Sally Potter’s The Party

Like each of the filmmaker’s previous titles, including Orlando and The Tango Lesson, the film represents an unexpected sideways leap of style (her auteur signature, so to speak, is not to have one), this time into the familiar terrain of the well-crafted comedy-drama about a domestic social event that goes disastrously wrong. While it feels as if it might have been adapted from a play, Potter wrote it for the screen.

She certainly doesn’t appear scared of nodding towards its various antecedents. Like Mike Leigh’s Abigail’s Party, someone collapses onto the living room floor in the third act, and like Ernest Lehman and Mike Nichols’ adaptation of Edward Albee’s Who’s Afraid of Virginia Woolf?, there’s a character called Martha, though here she’s not the most acerbic woman. That would be the host’s best friend, April, whose ready supply of withering one-liners is handled with dry aplomb by Patricia Clarkson. Meanwhile the bourgeoisie baiting could have walked out of a Buñuel production, and while I have no idea if Potter is aware of the parallels, at least some Australian viewers will notice echoes of Don’s Party.
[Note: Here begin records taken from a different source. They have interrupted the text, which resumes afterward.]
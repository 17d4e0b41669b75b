//! PHY management.
//!
//! Two pieces:
//!
//! - [`bringup`]: the vendor-specific part. Puts a transceiver into a known
//!   interface mode, resets it and waits for the reset to finish.
//! - [`LinkNegotiator`]: the generic part. Programs advertisement, waits for
//!   auto-negotiation and reports the resulting [`LinkState`].
//!   [`MiiNegotiator`] implements it with the IEEE 802.3 clause 22 registers.

pub mod bringup;

pub use bringup::{ModeSelect, PhyBringup, PhyInterface, PhyProfile, PhyState, ResetTarget};

use core::fmt;
use core::ops::BitOr;

use crate::drivers::mmio::RegisterBus;
use crate::drivers::net::mdio::{MdioBus, MdioError};
use crate::drivers::poll::{Backoff, Poller};
use crate::drivers::timer::spin_delay_us;

// ============================================================================
// Standard MII registers
// ============================================================================

pub const MII_BMCR: u8 = 0x00;
pub const MII_BMSR: u8 = 0x01;
pub const MII_PHYSID1: u8 = 0x02;
pub const MII_PHYSID2: u8 = 0x03;
pub const MII_ADVERTISE: u8 = 0x04;
pub const MII_LPA: u8 = 0x05;
pub const MII_CTRL1000: u8 = 0x09;
pub const MII_STAT1000: u8 = 0x0A;

// BMCR bits
pub const BMCR_RESET: u16 = 1 << 15;
pub const BMCR_LOOPBACK: u16 = 1 << 14;
pub const BMCR_SPEED100: u16 = 1 << 13;
pub const BMCR_ANENABLE: u16 = 1 << 12;
pub const BMCR_ISOLATE: u16 = 1 << 10;
pub const BMCR_ANRESTART: u16 = 1 << 9;
pub const BMCR_FULLDPLX: u16 = 1 << 8;
pub const BMCR_SPEED1000: u16 = 1 << 6;

// BMSR bits
pub const BMSR_LSTATUS: u16 = 1 << 2;
pub const BMSR_ANEGCOMPLETE: u16 = 1 << 5;

// ADVERTISE / LPA bits
pub const ADVERTISE_CSMA: u16 = 0x0001;
pub const ADVERTISE_10HALF: u16 = 1 << 5;
pub const ADVERTISE_10FULL: u16 = 1 << 6;
pub const ADVERTISE_100HALF: u16 = 1 << 7;
pub const ADVERTISE_100FULL: u16 = 1 << 8;
pub const ADVERTISE_ALL: u16 =
    ADVERTISE_10HALF | ADVERTISE_10FULL | ADVERTISE_100HALF | ADVERTISE_100FULL;

// 1000BASE-T control / status bits
pub const ADVERTISE_1000HALF: u16 = 1 << 8;
pub const ADVERTISE_1000FULL: u16 = 1 << 9;
pub const LPA_1000HALF: u16 = 1 << 10;
pub const LPA_1000FULL: u16 = 1 << 11;

/// Auto-negotiation budget: 4000 polls, 1 ms apart.
const ANEG_POLLS: u32 = 4000;
const ANEG_POLL_INTERVAL_US: u32 = 1000;

// ============================================================================
// Link parameters
// ============================================================================

#[derive(Debug, Clone, Copy, PartialEq, Eq)]
pub enum LinkSpeed {
    Speed10,
    Speed100,
    Speed1000,
}

impl LinkSpeed {
    pub const fn mbps(self) -> u32 {
        match self {
            LinkSpeed::Speed10 => 10,
            LinkSpeed::Speed100 => 100,
            LinkSpeed::Speed1000 => 1000,
        }
    }
}

#[derive(Debug, Clone, Copy, PartialEq, Eq)]
pub enum Duplex {
    Half,
    Full,
}

/// Negotiated link, as seen by the MAC.
#[derive(Debug, Clone, Copy, PartialEq, Eq)]
pub struct LinkState {
    pub link: bool,
    pub speed: LinkSpeed,
    pub duplex: Duplex,
}

impl Default for LinkState {
    fn default() -> Self {
        Self {
            link: false,
            speed: LinkSpeed::Speed10,
            duplex: Duplex::Half,
        }
    }
}

impl fmt::Display for LinkState {
    fn fmt(&self, f: &mut fmt::Formatter<'_>) -> fmt::Result {
        if !self.link {
            return write!(f, "down");
        }
        write!(
            f,
            "{} Mbps, {} duplex",
            self.speed.mbps(),
            match self.duplex {
                Duplex::Full => "full",
                Duplex::Half => "half",
            }
        )
    }
}

/// Link modes a PHY may advertise.
#[derive(Debug, Clone, Copy, PartialEq, Eq)]
pub struct Capabilities(u32);

impl Capabilities {
    pub const BASE10_HALF: Self = Self(1 << 0);
    pub const BASE10_FULL: Self = Self(1 << 1);
    pub const BASE100_HALF: Self = Self(1 << 2);
    pub const BASE100_FULL: Self = Self(1 << 3);
    pub const BASE1000_HALF: Self = Self(1 << 4);
    pub const BASE1000_FULL: Self = Self(1 << 5);

    pub const fn empty() -> Self {
        Self(0)
    }

    pub const fn contains(self, other: Self) -> bool {
        self.0 & other.0 == other.0
    }

    /// Fastest mode in the set, full duplex preferred.
    pub fn best(self) -> Option<(LinkSpeed, Duplex)> {
        [
            (Self::BASE1000_FULL, LinkSpeed::Speed1000, Duplex::Full),
            (Self::BASE1000_HALF, LinkSpeed::Speed1000, Duplex::Half),
            (Self::BASE100_FULL, LinkSpeed::Speed100, Duplex::Full),
            (Self::BASE100_HALF, LinkSpeed::Speed100, Duplex::Half),
            (Self::BASE10_FULL, LinkSpeed::Speed10, Duplex::Full),
            (Self::BASE10_HALF, LinkSpeed::Speed10, Duplex::Half),
        ]
        .into_iter()
        .find(|(cap, _, _)| self.contains(*cap))
        .map(|(_, speed, duplex)| (speed, duplex))
    }
}

impl BitOr for Capabilities {
    type Output = Self;

    fn bitor(self, rhs: Self) -> Self {
        Self(self.0 | rhs.0)
    }
}

// ============================================================================
// Generic negotiation
// ============================================================================

/// Generic link negotiation, run after the vendor bring-up.
pub trait LinkNegotiator<R: RegisterBus> {
    /// Program what the PHY advertises, or force the link mode when
    /// auto-negotiation is off.
    fn configure(&mut self, bus: &MdioBus<R>, addr: u8, profile: &PhyProfile)
    -> Result<(), MdioError>;

    /// Wait for the link to settle and report it.
    fn startup(
        &mut self,
        bus: &MdioBus<R>,
        addr: u8,
        profile: &PhyProfile,
    ) -> Result<LinkState, MdioError>;

    /// Quiesce the PHY when the interface is halted.
    fn shutdown(&mut self, _bus: &MdioBus<R>, _addr: u8) -> Result<(), MdioError> {
        Ok(())
    }
}

/// Clause 22 auto-negotiation.
#[derive(Debug, Clone, Copy)]
pub struct MiiNegotiator {
    aneg_poll: Poller,
}

impl Default for MiiNegotiator {
    fn default() -> Self {
        Self::new(Poller::bounded(ANEG_POLLS).with_backoff(Backoff::Delay {
            us: ANEG_POLL_INTERVAL_US,
            delay: spin_delay_us,
        }))
    }
}

impl MiiNegotiator {
    pub const fn new(aneg_poll: Poller) -> Self {
        Self { aneg_poll }
    }

    /// Read the 32-bit PHY identifier (PHYSID1 high, PHYSID2 low).
    pub fn phy_id<R: RegisterBus>(bus: &MdioBus<R>, addr: u8) -> Result<u32, MdioError> {
        let id1 = u32::from(bus.read(addr, MII_PHYSID1)?);
        let id2 = u32::from(bus.read(addr, MII_PHYSID2)?);
        Ok((id1 << 16) | id2)
    }

    /// Resolve speed/duplex from what both ends advertised.
    fn resolve<R: RegisterBus>(
        bus: &MdioBus<R>,
        addr: u8,
        supported: Capabilities,
    ) -> Result<(LinkSpeed, Duplex), MdioError> {
        if supported.contains(Capabilities::BASE1000_HALF)
            || supported.contains(Capabilities::BASE1000_FULL)
        {
            let ctrl1000 = bus.read(addr, MII_CTRL1000)?;
            let stat1000 = bus.read(addr, MII_STAT1000)?;
            // Partner bits sit two above our advertisement bits.
            let common = (ctrl1000 << 2) & stat1000;
            if common & LPA_1000FULL != 0 {
                return Ok((LinkSpeed::Speed1000, Duplex::Full));
            }
            if common & LPA_1000HALF != 0 {
                return Ok((LinkSpeed::Speed1000, Duplex::Half));
            }
        }

        let common = bus.read(addr, MII_ADVERTISE)? & bus.read(addr, MII_LPA)?;
        Ok(if common & ADVERTISE_100FULL != 0 {
            (LinkSpeed::Speed100, Duplex::Full)
        } else if common & ADVERTISE_100HALF != 0 {
            (LinkSpeed::Speed100, Duplex::Half)
        } else if common & ADVERTISE_10FULL != 0 {
            (LinkSpeed::Speed10, Duplex::Full)
        } else {
            (LinkSpeed::Speed10, Duplex::Half)
        })
    }
}

impl<R: RegisterBus> LinkNegotiator<R> for MiiNegotiator {
    fn configure(
        &mut self,
        bus: &MdioBus<R>,
        addr: u8,
        profile: &PhyProfile,
    ) -> Result<(), MdioError> {
        let supported = profile.supported;

        if !profile.autoneg {
            let (speed, duplex) = supported
                .best()
                .unwrap_or((LinkSpeed::Speed10, Duplex::Half));
            let mut bmcr = bus.read(addr, MII_BMCR)?;
            bmcr &= !(BMCR_SPEED100 | BMCR_SPEED1000 | BMCR_FULLDPLX | BMCR_ANENABLE);
            bmcr |= match speed {
                LinkSpeed::Speed1000 => BMCR_SPEED1000,
                LinkSpeed::Speed100 => BMCR_SPEED100,
                LinkSpeed::Speed10 => 0,
            };
            if duplex == Duplex::Full {
                bmcr |= BMCR_FULLDPLX;
            }
            return bus.write(addr, MII_BMCR, bmcr);
        }

        let mut adv = bus.read(addr, MII_ADVERTISE)?;
        adv &= !ADVERTISE_ALL;
        adv |= ADVERTISE_CSMA;
        for (cap, bit) in [
            (Capabilities::BASE10_HALF, ADVERTISE_10HALF),
            (Capabilities::BASE10_FULL, ADVERTISE_10FULL),
            (Capabilities::BASE100_HALF, ADVERTISE_100HALF),
            (Capabilities::BASE100_FULL, ADVERTISE_100FULL),
        ] {
            if supported.contains(cap) {
                adv |= bit;
            }
        }
        bus.write(addr, MII_ADVERTISE, adv)?;

        let mut ctrl1000 = bus.read(addr, MII_CTRL1000)?;
        ctrl1000 &= !(ADVERTISE_1000HALF | ADVERTISE_1000FULL);
        if supported.contains(Capabilities::BASE1000_HALF) {
            ctrl1000 |= ADVERTISE_1000HALF;
        }
        if supported.contains(Capabilities::BASE1000_FULL) {
            ctrl1000 |= ADVERTISE_1000FULL;
        }
        bus.write(addr, MII_CTRL1000, ctrl1000)?;

        let mut bmcr = bus.read(addr, MII_BMCR)?;
        bmcr |= BMCR_ANENABLE | BMCR_ANRESTART;
        bmcr &= !BMCR_ISOLATE;
        bus.write(addr, MII_BMCR, bmcr)
    }

    fn startup(
        &mut self,
        bus: &MdioBus<R>,
        addr: u8,
        profile: &PhyProfile,
    ) -> Result<LinkState, MdioError> {
        let mut negotiated = true;
        if profile.autoneg {
            let mut failure = None;
            let waited = self.aneg_poll.poll_until(|| match bus.read(addr, MII_BMSR) {
                Ok(bmsr) => bmsr & BMSR_ANEGCOMPLETE != 0,
                Err(err) => {
                    failure = Some(err);
                    true
                }
            });
            if let Some(err) = failure {
                return Err(err);
            }
            if waited.is_err() {
                log::warn!("{}: PHY{} auto-negotiation timed out", bus.name(), addr);
                negotiated = false;
            }
        }

        // Link status is latched low; the second read is current.
        bus.read(addr, MII_BMSR)?;
        let bmsr = bus.read(addr, MII_BMSR)?;
        let link = negotiated && bmsr & BMSR_LSTATUS != 0;

        let (speed, duplex) = if profile.autoneg {
            Self::resolve(bus, addr, profile.supported)?
        } else {
            profile
                .supported
                .best()
                .unwrap_or((LinkSpeed::Speed10, Duplex::Half))
        };

        Ok(LinkState {
            link,
            speed,
            duplex,
        })
    }
}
The inevitably rewarding Scott Thomas and Clarkson are joined by Emily Mortimer as Jinny, the pregnant (with triplets) half of a partnership completed by Martha (Cherry Jones). Bruno Ganz is in his usual fine form as supercilious New Age life coach Gottfried, while Tim Spall plays Janet’s husband, Bill, an academic struck by a severe mid-life crisis.

Potter handles the competing sub-plots like an experienced emergency surgeon in a disaster zone, exploring themes including rationality versus irrationality and the sickness lurking within apparently healthy relationships. Secrets are teasingly hinted at before their inevitable, terrible revelation.

Add to this the crisp black and white work of veteran Russian cinematographer Aleksei Rodionov and the result is a dynamic piece of cinema rather than what might have been, in lesser hands, a movie that would prefer to be a stage play.